• EXERCISE DIRECTIONS: Report how many lines of the listing include the word "BIGBITS"; nothing else should be written.

• DATA FOR PROCESSING:
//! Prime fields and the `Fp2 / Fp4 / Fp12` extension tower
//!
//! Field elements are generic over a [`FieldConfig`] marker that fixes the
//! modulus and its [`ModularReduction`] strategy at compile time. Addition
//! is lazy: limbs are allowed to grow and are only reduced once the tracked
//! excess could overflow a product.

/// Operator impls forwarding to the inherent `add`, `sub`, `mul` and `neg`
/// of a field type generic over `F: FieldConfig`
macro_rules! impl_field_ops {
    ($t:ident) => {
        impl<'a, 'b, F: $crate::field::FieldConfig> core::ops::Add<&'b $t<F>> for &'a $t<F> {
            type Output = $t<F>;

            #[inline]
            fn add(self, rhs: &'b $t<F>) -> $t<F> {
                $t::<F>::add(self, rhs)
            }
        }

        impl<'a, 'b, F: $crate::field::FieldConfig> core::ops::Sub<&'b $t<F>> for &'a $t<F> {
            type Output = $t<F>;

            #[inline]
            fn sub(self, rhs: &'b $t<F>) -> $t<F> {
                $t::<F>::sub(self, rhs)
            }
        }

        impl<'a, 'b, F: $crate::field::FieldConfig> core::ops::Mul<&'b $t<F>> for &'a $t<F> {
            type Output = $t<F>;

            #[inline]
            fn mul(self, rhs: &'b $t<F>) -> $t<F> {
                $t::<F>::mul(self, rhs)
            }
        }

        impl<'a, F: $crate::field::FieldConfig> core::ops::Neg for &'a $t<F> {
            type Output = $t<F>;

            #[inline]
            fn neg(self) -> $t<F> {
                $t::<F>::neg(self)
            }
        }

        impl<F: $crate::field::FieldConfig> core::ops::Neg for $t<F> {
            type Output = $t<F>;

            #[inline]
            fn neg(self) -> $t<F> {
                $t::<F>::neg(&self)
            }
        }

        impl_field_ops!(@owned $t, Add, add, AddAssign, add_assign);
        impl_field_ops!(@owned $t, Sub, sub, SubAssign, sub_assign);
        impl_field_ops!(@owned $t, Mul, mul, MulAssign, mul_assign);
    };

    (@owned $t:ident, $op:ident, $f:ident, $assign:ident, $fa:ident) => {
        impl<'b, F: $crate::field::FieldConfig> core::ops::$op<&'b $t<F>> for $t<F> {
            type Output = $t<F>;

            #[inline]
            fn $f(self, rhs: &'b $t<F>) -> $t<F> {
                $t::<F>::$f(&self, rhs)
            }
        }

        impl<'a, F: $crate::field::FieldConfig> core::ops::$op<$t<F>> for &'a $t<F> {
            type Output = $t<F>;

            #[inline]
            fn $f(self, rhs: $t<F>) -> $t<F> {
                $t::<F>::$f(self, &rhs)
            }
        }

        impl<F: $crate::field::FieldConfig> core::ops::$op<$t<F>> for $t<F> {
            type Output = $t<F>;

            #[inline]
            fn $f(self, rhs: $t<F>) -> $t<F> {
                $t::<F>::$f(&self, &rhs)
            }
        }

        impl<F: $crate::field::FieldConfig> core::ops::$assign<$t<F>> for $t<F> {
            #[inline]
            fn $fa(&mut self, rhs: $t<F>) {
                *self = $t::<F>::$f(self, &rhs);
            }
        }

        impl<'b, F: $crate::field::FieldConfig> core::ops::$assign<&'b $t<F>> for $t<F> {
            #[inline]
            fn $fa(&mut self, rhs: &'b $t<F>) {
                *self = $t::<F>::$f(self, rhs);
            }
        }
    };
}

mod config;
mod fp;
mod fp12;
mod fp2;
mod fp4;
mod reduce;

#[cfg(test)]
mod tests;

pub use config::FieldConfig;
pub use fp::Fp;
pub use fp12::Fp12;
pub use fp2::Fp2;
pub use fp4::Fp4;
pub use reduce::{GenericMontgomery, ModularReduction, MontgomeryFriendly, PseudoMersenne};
...
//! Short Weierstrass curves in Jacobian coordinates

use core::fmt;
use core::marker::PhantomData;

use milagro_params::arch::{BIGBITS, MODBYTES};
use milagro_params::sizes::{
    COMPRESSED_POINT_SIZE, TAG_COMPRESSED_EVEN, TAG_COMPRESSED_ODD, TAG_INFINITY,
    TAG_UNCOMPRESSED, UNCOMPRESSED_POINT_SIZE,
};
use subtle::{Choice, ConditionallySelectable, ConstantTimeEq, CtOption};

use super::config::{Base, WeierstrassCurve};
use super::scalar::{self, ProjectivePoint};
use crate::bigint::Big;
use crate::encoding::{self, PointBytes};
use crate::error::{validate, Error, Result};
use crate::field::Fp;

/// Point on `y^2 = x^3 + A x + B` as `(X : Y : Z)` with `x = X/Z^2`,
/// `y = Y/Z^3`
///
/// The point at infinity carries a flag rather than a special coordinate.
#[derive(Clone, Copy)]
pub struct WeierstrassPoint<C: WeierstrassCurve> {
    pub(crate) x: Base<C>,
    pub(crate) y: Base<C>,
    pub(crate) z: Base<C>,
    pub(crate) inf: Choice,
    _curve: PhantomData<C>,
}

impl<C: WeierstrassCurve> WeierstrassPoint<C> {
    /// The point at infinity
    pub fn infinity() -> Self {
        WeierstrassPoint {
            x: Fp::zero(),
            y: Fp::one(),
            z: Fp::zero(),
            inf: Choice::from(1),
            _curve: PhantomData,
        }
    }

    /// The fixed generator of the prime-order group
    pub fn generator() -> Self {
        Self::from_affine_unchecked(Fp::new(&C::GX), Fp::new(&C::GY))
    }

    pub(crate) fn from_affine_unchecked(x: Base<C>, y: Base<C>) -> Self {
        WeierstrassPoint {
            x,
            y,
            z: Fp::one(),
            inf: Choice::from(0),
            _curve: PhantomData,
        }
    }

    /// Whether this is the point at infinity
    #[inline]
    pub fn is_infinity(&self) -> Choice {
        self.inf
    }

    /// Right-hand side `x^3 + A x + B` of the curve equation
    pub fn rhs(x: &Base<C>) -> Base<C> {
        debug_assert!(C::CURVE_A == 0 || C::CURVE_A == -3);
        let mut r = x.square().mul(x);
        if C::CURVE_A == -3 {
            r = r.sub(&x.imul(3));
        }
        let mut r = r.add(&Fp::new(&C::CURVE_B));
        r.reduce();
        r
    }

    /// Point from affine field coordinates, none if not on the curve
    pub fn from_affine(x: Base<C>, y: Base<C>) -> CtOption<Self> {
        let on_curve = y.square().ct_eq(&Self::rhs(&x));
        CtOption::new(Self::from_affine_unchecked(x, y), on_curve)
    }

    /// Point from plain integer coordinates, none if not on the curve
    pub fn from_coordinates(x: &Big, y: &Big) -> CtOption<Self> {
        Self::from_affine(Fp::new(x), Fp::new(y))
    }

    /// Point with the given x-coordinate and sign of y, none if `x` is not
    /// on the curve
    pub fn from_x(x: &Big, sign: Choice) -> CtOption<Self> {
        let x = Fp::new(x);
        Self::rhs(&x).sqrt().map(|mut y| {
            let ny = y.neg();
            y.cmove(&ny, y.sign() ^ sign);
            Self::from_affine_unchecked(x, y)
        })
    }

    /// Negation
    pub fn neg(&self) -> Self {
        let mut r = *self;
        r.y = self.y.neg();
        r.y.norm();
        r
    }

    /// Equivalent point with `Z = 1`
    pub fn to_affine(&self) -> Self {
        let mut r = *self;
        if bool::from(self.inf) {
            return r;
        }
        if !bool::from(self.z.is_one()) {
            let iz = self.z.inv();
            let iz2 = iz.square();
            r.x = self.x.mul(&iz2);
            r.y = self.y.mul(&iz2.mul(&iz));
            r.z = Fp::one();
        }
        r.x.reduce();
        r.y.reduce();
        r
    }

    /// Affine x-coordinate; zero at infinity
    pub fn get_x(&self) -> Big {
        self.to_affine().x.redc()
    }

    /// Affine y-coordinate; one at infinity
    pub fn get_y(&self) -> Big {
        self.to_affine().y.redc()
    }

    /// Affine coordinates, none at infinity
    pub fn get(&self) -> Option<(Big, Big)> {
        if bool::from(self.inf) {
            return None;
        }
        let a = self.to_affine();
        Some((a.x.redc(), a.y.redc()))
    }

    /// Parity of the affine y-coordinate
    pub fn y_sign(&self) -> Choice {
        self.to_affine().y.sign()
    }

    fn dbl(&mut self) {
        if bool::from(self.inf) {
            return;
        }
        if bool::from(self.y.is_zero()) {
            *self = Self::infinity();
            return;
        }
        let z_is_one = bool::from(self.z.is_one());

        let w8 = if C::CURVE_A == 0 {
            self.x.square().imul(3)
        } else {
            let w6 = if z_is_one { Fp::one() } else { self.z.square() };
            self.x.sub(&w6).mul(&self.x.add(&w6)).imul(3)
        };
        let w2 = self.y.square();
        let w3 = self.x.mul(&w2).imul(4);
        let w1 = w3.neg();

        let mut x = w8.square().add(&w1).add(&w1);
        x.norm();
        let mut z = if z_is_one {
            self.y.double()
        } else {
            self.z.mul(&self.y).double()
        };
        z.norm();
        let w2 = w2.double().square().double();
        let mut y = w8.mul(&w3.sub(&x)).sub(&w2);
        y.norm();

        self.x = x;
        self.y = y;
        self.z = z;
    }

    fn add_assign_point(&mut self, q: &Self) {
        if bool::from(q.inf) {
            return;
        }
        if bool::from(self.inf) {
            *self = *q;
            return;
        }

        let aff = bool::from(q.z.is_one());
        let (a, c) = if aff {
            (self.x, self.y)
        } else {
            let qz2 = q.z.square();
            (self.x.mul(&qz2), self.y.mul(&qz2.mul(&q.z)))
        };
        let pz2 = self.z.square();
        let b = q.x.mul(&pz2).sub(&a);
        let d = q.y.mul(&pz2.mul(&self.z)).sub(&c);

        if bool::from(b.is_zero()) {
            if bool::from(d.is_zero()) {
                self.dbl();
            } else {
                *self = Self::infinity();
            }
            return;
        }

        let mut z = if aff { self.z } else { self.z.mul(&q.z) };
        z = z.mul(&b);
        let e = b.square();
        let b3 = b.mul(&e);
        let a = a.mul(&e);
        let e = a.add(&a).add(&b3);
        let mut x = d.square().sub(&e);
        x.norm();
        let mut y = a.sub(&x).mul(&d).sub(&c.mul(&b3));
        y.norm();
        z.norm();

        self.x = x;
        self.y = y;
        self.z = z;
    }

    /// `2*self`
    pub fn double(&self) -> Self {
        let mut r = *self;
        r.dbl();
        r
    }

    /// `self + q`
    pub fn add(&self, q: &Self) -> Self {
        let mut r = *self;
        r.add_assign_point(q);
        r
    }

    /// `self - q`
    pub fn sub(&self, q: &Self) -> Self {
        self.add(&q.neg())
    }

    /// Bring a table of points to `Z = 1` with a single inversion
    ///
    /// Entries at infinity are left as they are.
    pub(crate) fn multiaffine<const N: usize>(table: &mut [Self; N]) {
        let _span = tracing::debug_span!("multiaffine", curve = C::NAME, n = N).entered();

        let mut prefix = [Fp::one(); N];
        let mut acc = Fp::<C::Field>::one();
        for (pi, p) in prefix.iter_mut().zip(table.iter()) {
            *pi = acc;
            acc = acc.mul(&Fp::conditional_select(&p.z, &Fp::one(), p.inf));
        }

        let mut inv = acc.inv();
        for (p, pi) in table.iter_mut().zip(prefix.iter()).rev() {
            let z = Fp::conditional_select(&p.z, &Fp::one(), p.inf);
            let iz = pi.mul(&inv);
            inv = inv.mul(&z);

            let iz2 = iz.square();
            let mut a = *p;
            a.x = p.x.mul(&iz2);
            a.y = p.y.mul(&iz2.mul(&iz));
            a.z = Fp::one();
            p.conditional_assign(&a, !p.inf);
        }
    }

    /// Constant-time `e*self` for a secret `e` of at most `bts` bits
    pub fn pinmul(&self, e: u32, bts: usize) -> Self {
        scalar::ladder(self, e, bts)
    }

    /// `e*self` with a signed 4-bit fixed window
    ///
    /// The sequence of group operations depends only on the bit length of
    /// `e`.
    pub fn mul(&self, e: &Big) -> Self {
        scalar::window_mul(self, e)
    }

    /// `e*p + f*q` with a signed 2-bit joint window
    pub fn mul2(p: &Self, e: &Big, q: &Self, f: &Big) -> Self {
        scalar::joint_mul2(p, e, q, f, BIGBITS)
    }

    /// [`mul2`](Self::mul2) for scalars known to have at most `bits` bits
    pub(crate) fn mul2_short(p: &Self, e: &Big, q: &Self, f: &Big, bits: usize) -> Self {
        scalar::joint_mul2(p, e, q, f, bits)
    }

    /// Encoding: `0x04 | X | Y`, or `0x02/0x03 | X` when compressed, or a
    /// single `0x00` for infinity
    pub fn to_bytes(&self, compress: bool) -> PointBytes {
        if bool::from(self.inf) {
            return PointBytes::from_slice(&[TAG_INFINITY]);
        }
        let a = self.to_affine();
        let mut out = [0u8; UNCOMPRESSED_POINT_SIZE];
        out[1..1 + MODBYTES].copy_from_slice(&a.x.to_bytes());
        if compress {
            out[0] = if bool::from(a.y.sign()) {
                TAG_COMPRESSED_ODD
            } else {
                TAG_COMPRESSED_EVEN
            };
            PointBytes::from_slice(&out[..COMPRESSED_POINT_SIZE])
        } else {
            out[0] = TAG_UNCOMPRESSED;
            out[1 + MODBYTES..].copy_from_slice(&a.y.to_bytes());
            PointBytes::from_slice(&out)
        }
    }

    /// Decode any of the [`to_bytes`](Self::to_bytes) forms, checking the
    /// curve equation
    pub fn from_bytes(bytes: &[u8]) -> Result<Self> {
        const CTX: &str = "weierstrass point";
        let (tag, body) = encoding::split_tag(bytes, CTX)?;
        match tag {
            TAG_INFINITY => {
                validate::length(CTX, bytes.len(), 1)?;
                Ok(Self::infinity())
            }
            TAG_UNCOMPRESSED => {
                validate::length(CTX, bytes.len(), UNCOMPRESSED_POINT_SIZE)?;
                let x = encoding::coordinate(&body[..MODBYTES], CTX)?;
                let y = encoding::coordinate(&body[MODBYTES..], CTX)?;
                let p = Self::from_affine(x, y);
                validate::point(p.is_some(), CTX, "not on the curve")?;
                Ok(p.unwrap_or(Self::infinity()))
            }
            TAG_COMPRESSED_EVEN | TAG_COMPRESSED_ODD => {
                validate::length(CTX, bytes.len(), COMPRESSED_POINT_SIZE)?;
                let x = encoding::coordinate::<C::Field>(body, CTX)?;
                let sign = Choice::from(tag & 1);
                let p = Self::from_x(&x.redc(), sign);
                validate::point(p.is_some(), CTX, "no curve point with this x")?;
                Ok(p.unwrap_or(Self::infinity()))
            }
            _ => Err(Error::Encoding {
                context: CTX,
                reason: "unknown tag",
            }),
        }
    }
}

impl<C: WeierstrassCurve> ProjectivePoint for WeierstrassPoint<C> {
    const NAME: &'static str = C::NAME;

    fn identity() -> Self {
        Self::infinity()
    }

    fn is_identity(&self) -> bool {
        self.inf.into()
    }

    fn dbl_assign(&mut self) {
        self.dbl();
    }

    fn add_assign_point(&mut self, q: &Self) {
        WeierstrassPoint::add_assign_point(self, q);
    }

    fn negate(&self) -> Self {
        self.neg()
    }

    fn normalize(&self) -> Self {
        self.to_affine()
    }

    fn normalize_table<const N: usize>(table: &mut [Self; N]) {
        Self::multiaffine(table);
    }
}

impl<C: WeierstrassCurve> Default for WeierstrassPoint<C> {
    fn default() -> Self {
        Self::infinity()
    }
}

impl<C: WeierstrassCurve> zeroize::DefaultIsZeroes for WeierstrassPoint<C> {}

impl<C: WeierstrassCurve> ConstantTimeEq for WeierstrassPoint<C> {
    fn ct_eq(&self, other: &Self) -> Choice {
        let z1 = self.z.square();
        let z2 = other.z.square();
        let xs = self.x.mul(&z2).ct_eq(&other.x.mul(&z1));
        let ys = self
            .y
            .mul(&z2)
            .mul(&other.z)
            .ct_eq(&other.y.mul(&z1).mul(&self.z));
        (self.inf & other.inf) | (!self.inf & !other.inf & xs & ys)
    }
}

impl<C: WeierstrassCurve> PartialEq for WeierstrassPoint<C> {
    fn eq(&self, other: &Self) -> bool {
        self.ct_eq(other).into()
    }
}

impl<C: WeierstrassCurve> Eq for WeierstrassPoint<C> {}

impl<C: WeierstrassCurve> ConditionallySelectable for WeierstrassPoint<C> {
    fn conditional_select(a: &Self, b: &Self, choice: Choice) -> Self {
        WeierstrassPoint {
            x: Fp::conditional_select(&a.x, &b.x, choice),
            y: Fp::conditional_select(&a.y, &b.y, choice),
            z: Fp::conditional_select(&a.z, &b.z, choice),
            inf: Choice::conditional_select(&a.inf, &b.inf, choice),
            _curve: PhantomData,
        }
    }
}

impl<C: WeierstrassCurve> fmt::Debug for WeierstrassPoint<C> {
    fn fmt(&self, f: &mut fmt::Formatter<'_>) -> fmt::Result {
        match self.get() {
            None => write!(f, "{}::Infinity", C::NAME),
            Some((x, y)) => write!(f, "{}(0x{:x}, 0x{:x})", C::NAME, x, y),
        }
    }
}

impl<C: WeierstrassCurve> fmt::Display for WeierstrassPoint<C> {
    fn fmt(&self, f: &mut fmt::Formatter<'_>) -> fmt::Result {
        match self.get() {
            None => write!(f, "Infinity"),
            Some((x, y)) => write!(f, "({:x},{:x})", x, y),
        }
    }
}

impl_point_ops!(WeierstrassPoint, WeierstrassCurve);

• ANSWER AREA: 2